¿Qué es la escuela?
Las opiniones vertidas en este artículo son responsabilidad de quien las emite y no de esta casa editorial. Aquí se respeta la libertad de expresiónDurante la pandemia (2020-2022), periodo en el se suspendieron las clases, motivó a maestros, académicos, autoridades educativas a repensar ¿Qué es la escuela? Desde diversos ámbitos donde se paralizaron las actividades educativas normales hasta los hogares donde padres de familia e hijos sufrieron las consecuencias, la escuela como la conocían no estaba presente. Este problema no solo educativo motivó a un grupo de académicos a reflexionar sobre ello. Así surge La escuela, un espacio de posibilidades, libro coordinado por Michelle Ordóñez Lucero, Julio Ubiidxa Ríos Peña y Sebastián Plá.

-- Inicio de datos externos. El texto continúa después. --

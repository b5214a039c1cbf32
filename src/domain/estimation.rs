//! Estimation request / result DTOs.

use serde::{Deserialize, Serialize};
use std::collections::{BTreeMap, HashMap};

use super::catalog::{ComplexityLevel, FocusArea};

/// Itemized other direct cost
#[derive(Debug, Clone, Serialize, Deserialize, PartialEq)]
pub struct OdcItem {
    pub description: String,
    #[serde(default = "one")]
    pub quantity: f64,
    pub unit_cost: f64,
}

fn one() -> f64 {
    1.0
}

impl OdcItem {
    pub fn total(&self) -> f64 {
        self.quantity * self.unit_cost
    }
}

/// Hours actually spent on a module in a past engagement
#[derive(Debug, Clone, Serialize, Deserialize)]
pub struct HistoricalActual {
    pub module_id: String,
    pub actual_hours: f64,
}

#[derive(Debug, Clone, Serialize, Deserialize)]
pub struct EstimationInput {
    pub modules: Vec<String>,
    pub complexity: ComplexityLevel,
    #[serde(default = "default_environment")]
    pub environment: String,
    #[serde(default = "default_integration")]
    pub integration_level: String,
    #[serde(default = "default_geography")]
    pub geography: String,
    #[serde(default = "default_clearance")]
    pub clearance_level: String,
    #[serde(default = "default_true")]
    pub is_prime_contractor: bool,
    #[serde(default = "default_sites")]
    pub sites: u32,
    #[serde(default)]
    pub overtime: bool,
    /// Hours multiplier per role
    #[serde(default)]
    pub custom_role_overrides: HashMap<String, f64>,
    /// Replacement base hourly rate per role
    #[serde(default)]
    pub role_rate_overrides: HashMap<String, f64>,
    #[serde(default)]
    pub odc_items: Vec<OdcItem>,
    /// Share of total contract value held as reserve plus margin
    #[serde(default)]
    pub management_reserve_target: Option<f64>,
    #[serde(default)]
    pub historical_actuals: Vec<HistoricalActual>,
    #[serde(default)]
    pub actuals_weight: Option<f64>,
}

fn default_environment() -> String {
    "production".to_string()
}

fn default_integration() -> String {
    "moderate_integration".to_string()
}

fn default_geography() -> String {
    "dc_metro".to_string()
}

fn default_clearance() -> String {
    "secret".to_string()
}

fn default_true() -> bool {
    true
}

fn default_sites() -> u32 {
    1
}

impl EstimationInput {
    pub fn new(modules: Vec<String>, complexity: ComplexityLevel) -> Self {
        Self {
            modules,
            complexity,
            environment: default_environment(),
            integration_level: default_integration(),
            geography: default_geography(),
            clearance_level: default_clearance(),
            is_prime_contractor: true,
            sites: 1,
            overtime: false,
            custom_role_overrides: HashMap::new(),
            role_rate_overrides: HashMap::new(),
            odc_items: Vec::new(),
            management_reserve_target: None,
            historical_actuals: Vec::new(),
            actuals_weight: None,
        }
    }
}

#[derive(Debug, Clone, Serialize, Deserialize, PartialEq)]
pub struct RoleBreakdown {
    pub role_name: String,
    pub hours: f64,
    pub effective_rate: f64,
    pub cost: f64,
}

#[derive(Debug, Clone, Serialize, Deserialize, PartialEq)]
pub struct ModuleBreakdown {
    pub module_name: String,
    pub focus_area: FocusArea,
    pub hours: f64,
    pub cost: f64,
    /// Hours per role after all adjustments
    pub hours_by_role: BTreeMap<String, f64>,
}

#[derive(Debug, Clone, Serialize, Deserialize, PartialEq)]
pub struct HistoricalAdjustment {
    pub module_id: String,
    pub estimated_hours: f64,
    pub actual_average: f64,
    pub sample_count: usize,
    pub blended_hours: f64,
    pub scale: f64,
}

#[derive(Debug, Clone, Serialize, Deserialize, PartialEq)]
pub struct EstimationResult {
    pub total_labor_hours: f64,
    pub total_labor_cost: f64,
    pub risk_reserve: f64,
    pub overhead_cost: f64,
    pub odc_total: f64,
    pub subtotal: f64,
    pub prime_margin: f64,
    pub management_reserve: f64,
    /// Share of total cost held as reserve plus margin
    pub management_reserve_pct: f64,
    pub total_cost: f64,
    pub effective_hourly_rate: f64,
    pub fte_years: f64,
    pub breakdown_by_module: BTreeMap<String, ModuleBreakdown>,
    pub breakdown_by_role: BTreeMap<String, RoleBreakdown>,
    #[serde(default)]
    pub odc_items: Vec<OdcItem>,
    #[serde(default)]
    pub historical_adjustments: Vec<HistoricalAdjustment>,
}

#[derive(Debug, Clone, Serialize, Deserialize)]
pub struct InputSummary {
    pub complexity: ComplexityLevel,
    pub module_count: usize,
    pub sites: u32,
    pub is_prime_contractor: bool,
    #[serde(skip_serializing_if = "Option::is_none")]
    pub project_name: Option<String>,
}

impl InputSummary {
    pub fn from_input(input: &EstimationInput, project_name: Option<String>) -> Self {
        Self {
            complexity: input.complexity,
            module_count: input.modules.len(),
            sites: input.sites,
            is_prime_contractor: input.is_prime_contractor,
            project_name,
        }
    }
}

/// POST /api/v1/estimate body
#[derive(Debug, Clone, Deserialize)]
pub struct EstimateRequest {
    #[serde(flatten)]
    pub input: EstimationInput,
    #[serde(default)]
    pub project_name: Option<String>,
}

#[derive(Debug, Clone, Serialize, Deserialize)]
pub struct EstimateResponse {
    pub estimation_result: EstimationResult,
    pub input_summary: InputSummary,
    pub warnings: Vec<String>,
}

#[derive(Debug, Clone, Serialize)]
pub struct ValidationResponse {
    pub valid: bool,
    pub warnings: Vec<String>,
}

/// POST /api/v1/calculate body (single-figure quick estimate)
#[derive(Debug, Clone, Deserialize)]
pub struct QuickCalculateRequest {
    #[serde(default = "default_base_hours")]
    pub base_hours: f64,
    #[serde(default)]
    pub complexity: ComplexityLevel,
}

fn default_base_hours() -> f64 {
    100.0
}

#[derive(Debug, Clone, Serialize, PartialEq)]
pub struct QuickCalculateResponse {
    pub total_hours: f64,
    pub hourly_rate: f64,
    pub total_cost: f64,
    pub complexity: ComplexityLevel,
}

#[cfg(test)]
mod tests {
    use super::*;
    use serde_json::json;

    #[test]
    fn test_complexity_is_required() {
        let missing = serde_json::from_value::<EstimationInput>(json!({"modules": ["dt_discovery"]}));
        assert!(missing.is_err());

        let input: EstimationInput = serde_json::from_value(json!({
            "modules": ["dt_discovery"],
            "complexity": "L",
            "odc_items": [{"description": "Travel", "unit_cost": 1200.0}]
        }))
        .unwrap();
        assert_eq!(input.complexity, ComplexityLevel::Large);
        assert_eq!(
            input.odc_items,
            vec![OdcItem {
                description: "Travel".to_string(),
                quantity: 1.0,
                unit_cost: 1200.0,
            }]
        );
        assert_eq!(input.sites, 1);
    }
}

Los autores exponen: La escuela, un espacio de posibilidades reúne reflexiones que colocan a la institución escolar como un espacio público, heterogéneo y en constante transformación. Frente a discursos que cuestionan su vigencia, quienes participan en esta obra sostienen que la escuela sigue siendo un ámbito privilegiado para el encuentro, la formación democrática y la construcción de lo común. Desde experiencias diversas, enfoques interdisciplinarios y metodologías plurales, se analizan tensiones, desafíos y posibilidades que configuran lo escolar en el presente. Esta obra, resultado del trabajo colectivo, ofrece una mirada crítica que reivindica el papel de la escuela como escenario donde se ensayan y disputan sentidos, saberes y futuros posibles y deseables.
“En la actualidad, la institución escolar se encuentra sometida a embates que señalan su incapacidad para dar respuesta a las demandas educativas de ciertos sectores de la población, planteamiento fuertemente sostenido dentro de movimientos de desescolarización, como el homeschooling (Sotés, Urpí y Molinos, 2012). La existencia de estas propuestas no es nueva (Igelmo, 2012). A fines del siglo pasado, estudiosos como Ivan Illich (1979) acusaban también a la escuela, aunque desde otro espectro ideológico y político, de no ofrecer una formación verdaderamente acorde a las necesidades de la población. Lo que llama la atención y genera una preocupación válida en el contexto escolar actual es el rápido crecimiento de discursos (como el homeschooling) que enarbolan la desaparición, eliminación o sustitución de la escuela por alternativas educativas que remiten a una privatización del carácter público de lo escolar (Sebastián Plá, 2020). Ante esta acometida, (exponen los coordinadores del libro) sostenemos que es indispensable no perder de vista la importancia inherente a la condición de espacio de posibilidades de dicha institución, ya que esto es lo que permite” “hacer escuela, es decir, organizar y dar cuerpo a un encuentro entre los seres humanos y un mundo a partir de condiciones de libertad y de igualdad pedagógicas” (Jan Masschelein , 2020)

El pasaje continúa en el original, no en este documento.